§ Records supplied
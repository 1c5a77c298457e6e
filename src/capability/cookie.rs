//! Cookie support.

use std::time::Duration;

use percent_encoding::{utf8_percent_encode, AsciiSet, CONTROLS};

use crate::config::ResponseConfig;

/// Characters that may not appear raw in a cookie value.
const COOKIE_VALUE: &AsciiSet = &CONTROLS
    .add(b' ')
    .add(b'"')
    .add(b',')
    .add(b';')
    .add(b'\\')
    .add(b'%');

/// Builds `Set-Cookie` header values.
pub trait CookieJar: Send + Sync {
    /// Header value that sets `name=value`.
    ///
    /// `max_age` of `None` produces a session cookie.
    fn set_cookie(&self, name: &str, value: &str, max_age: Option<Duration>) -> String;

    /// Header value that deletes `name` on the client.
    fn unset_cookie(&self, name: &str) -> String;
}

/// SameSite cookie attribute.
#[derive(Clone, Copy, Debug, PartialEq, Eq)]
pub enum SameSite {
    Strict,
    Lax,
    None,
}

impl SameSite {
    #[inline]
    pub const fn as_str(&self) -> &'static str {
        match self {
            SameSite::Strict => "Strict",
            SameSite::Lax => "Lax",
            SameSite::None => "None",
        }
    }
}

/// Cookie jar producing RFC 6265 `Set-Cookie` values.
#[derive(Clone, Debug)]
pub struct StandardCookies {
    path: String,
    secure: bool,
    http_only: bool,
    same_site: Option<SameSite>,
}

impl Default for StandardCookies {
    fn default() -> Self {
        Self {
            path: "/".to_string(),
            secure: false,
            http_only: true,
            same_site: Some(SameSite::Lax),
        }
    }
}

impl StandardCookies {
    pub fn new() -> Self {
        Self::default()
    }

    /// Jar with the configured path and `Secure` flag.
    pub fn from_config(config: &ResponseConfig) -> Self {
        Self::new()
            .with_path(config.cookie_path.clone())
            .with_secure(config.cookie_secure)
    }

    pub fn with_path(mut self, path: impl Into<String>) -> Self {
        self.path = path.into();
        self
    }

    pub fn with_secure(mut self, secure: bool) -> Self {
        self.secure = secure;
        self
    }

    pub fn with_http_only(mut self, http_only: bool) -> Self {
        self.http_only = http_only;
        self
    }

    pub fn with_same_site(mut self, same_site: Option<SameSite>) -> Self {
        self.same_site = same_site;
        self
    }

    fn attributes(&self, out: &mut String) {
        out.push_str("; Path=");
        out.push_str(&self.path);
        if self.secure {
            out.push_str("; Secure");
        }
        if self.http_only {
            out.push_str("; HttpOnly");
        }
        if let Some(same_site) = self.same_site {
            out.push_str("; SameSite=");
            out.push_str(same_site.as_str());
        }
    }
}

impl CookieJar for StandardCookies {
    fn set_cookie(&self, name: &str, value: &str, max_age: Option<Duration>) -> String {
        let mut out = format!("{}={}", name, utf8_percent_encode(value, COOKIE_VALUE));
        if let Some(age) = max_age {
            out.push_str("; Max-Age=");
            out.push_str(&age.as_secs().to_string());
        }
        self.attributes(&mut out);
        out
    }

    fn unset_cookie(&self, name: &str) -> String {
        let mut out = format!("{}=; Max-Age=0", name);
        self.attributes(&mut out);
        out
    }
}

==

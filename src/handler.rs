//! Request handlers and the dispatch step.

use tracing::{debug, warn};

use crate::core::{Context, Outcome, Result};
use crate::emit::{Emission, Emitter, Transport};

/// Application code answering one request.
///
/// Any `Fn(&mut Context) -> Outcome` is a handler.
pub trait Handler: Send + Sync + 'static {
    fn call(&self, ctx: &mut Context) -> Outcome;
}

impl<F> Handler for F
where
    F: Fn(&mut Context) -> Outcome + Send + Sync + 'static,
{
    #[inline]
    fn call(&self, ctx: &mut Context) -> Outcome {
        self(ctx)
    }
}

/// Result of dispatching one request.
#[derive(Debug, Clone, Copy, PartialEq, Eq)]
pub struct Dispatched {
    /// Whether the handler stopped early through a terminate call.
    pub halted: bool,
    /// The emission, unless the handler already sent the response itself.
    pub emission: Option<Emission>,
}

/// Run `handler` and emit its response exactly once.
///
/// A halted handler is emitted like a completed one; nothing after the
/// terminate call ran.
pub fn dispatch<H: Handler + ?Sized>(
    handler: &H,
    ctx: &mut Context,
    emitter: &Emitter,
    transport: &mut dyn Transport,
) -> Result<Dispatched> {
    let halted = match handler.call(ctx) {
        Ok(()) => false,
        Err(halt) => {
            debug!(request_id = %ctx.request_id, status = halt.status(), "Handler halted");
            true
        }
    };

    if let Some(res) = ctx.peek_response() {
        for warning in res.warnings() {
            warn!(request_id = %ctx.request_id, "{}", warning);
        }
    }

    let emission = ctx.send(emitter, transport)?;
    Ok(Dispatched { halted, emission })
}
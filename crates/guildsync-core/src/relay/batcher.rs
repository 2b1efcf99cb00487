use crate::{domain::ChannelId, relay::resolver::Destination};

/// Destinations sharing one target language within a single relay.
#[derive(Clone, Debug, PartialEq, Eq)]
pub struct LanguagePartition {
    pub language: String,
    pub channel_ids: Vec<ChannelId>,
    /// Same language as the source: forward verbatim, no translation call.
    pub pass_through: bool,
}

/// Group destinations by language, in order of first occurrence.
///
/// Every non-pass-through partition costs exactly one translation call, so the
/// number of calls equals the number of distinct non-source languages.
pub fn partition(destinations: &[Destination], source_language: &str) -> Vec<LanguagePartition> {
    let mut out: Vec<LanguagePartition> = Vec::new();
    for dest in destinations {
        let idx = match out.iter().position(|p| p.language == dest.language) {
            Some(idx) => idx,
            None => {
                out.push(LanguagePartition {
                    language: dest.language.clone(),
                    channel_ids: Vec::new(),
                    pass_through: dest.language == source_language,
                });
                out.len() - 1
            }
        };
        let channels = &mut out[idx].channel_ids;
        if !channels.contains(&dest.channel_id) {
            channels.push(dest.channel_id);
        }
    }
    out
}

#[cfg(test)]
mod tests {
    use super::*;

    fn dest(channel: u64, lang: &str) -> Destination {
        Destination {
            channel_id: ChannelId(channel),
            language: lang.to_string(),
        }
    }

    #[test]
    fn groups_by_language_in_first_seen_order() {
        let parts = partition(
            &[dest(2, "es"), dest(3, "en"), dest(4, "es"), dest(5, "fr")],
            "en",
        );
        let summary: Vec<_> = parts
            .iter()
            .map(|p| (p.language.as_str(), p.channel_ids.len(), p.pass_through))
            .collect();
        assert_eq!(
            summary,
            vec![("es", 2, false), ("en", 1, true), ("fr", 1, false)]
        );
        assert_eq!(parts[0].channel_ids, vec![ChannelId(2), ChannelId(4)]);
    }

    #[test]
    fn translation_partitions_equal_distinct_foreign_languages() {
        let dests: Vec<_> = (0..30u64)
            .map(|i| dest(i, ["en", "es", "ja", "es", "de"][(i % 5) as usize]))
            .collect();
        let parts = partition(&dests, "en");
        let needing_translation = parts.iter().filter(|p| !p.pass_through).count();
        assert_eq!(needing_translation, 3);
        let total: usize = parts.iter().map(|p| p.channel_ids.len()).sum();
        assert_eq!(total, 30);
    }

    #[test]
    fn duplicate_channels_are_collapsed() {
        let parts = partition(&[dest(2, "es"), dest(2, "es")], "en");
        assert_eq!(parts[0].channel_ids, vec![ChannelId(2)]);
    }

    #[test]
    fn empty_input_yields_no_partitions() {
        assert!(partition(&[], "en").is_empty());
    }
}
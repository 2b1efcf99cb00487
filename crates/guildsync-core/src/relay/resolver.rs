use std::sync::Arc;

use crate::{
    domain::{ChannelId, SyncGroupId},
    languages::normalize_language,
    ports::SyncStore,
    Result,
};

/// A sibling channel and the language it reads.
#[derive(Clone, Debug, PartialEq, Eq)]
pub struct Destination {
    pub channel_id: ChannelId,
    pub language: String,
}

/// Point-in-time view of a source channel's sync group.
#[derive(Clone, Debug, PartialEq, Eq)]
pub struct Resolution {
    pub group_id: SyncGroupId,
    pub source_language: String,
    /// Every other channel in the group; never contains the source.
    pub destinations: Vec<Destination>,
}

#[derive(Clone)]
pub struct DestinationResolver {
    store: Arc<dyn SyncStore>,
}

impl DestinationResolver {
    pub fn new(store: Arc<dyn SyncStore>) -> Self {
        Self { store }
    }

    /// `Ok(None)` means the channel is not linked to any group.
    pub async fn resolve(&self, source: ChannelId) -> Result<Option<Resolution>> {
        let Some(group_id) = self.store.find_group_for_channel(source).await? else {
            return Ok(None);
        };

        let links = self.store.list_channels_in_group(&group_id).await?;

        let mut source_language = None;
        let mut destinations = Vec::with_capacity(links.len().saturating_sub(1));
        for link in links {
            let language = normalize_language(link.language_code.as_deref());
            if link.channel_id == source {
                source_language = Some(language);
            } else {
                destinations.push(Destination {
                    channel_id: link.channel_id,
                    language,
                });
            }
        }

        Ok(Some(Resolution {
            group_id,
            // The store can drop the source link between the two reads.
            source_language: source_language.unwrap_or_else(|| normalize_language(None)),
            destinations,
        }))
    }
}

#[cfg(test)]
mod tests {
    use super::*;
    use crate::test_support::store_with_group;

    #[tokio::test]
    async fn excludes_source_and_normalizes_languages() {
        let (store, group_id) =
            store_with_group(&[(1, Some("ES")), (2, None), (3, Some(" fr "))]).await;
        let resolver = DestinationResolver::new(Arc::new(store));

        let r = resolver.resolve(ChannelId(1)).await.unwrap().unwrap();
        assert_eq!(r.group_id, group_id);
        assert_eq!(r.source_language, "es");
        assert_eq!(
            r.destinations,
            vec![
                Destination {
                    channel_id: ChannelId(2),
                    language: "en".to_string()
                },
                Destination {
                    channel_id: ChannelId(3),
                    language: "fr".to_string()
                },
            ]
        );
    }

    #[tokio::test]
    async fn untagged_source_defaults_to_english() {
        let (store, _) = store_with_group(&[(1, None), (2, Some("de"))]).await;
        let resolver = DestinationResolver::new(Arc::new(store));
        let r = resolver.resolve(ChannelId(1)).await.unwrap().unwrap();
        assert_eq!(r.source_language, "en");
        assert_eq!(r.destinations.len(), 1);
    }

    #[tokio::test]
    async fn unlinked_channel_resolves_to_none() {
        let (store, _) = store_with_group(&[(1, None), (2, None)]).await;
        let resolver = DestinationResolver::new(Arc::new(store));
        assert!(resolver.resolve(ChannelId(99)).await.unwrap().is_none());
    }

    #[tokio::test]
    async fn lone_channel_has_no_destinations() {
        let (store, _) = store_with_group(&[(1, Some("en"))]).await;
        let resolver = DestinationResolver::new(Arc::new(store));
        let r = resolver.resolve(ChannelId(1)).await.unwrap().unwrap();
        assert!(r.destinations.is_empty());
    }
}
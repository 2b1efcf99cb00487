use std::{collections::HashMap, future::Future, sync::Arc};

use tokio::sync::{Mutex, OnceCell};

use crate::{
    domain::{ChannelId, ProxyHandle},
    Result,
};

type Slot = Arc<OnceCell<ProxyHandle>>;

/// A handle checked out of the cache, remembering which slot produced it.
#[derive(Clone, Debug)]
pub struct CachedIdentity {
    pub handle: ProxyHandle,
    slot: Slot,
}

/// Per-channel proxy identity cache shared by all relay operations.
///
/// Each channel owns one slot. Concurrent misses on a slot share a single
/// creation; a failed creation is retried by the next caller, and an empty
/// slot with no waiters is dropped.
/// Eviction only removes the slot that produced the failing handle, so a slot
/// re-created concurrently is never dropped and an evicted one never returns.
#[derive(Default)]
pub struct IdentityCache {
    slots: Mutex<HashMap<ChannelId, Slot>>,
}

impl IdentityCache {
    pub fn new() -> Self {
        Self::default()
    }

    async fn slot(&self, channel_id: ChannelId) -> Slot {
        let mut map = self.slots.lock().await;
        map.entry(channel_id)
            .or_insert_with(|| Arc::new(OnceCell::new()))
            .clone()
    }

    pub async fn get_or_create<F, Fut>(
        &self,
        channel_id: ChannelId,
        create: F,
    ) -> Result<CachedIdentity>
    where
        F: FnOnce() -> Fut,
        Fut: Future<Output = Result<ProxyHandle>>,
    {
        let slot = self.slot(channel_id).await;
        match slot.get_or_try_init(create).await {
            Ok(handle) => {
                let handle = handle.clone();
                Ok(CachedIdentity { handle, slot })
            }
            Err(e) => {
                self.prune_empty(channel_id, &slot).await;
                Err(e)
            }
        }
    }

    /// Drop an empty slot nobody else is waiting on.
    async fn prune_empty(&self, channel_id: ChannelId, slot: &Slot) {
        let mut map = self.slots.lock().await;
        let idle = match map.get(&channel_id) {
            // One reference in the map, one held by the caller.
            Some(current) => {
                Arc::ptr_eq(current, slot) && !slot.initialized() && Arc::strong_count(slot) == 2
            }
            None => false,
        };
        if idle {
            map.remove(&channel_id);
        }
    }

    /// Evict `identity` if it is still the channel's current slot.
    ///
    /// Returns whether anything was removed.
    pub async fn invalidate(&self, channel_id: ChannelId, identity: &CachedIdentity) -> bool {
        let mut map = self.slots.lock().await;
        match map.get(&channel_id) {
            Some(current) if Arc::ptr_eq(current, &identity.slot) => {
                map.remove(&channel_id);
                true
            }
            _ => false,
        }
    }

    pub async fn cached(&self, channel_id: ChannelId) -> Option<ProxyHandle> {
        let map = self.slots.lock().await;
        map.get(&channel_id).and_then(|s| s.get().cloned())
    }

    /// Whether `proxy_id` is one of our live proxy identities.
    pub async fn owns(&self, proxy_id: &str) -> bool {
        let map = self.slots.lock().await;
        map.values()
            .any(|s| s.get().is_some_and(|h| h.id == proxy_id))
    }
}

§ Required action
Within the material above, output exactly the lines from the one with "transport: &mut dyn" through the one with "for dest in", end lines included, and nothing besides.

§ Your solution
    transport: &mut dyn Transport,
) -> Result<Dispatched> {
    let halted = match handler.call(ctx) {
        Ok(()) => false,
        Err(halt) => {
            debug!(request_id = %ctx.request_id, status = halt.status(), "Handler halted");
            true
        }
    };

    if let Some(res) = ctx.peek_response() {
        for warning in res.warnings() {
            warn!(request_id = %ctx.request_id, "{}", warning);
        }
    }

    let emission = ctx.send(emitter, transport)?;
    Ok(Dispatched { halted, emission })
}
filename crates/guildsync-core/src/relay/batcher.rs
repository 2b1efcf99cb00487
use crate::{domain::ChannelId, relay::resolver::Destination};

/// Destinations sharing one target language within a single relay.
#[derive(Clone, Debug, PartialEq, Eq)]
pub struct LanguagePartition {
    pub language: String,
    pub channel_ids: Vec<ChannelId>,
    /// Same language as the source: forward verbatim, no translation call.
    pub pass_through: bool,
}

/// Group destinations by language, in order of first occurrence.
///
/// Every non-pass-through partition costs exactly one translation call, so the
/// number of calls equals the number of distinct non-source languages.
pub fn partition(destinations: &[Destination], source_language: &str) -> Vec<LanguagePartition> {
    let mut out: Vec<LanguagePartition> = Vec::new();
    for dest in destinations {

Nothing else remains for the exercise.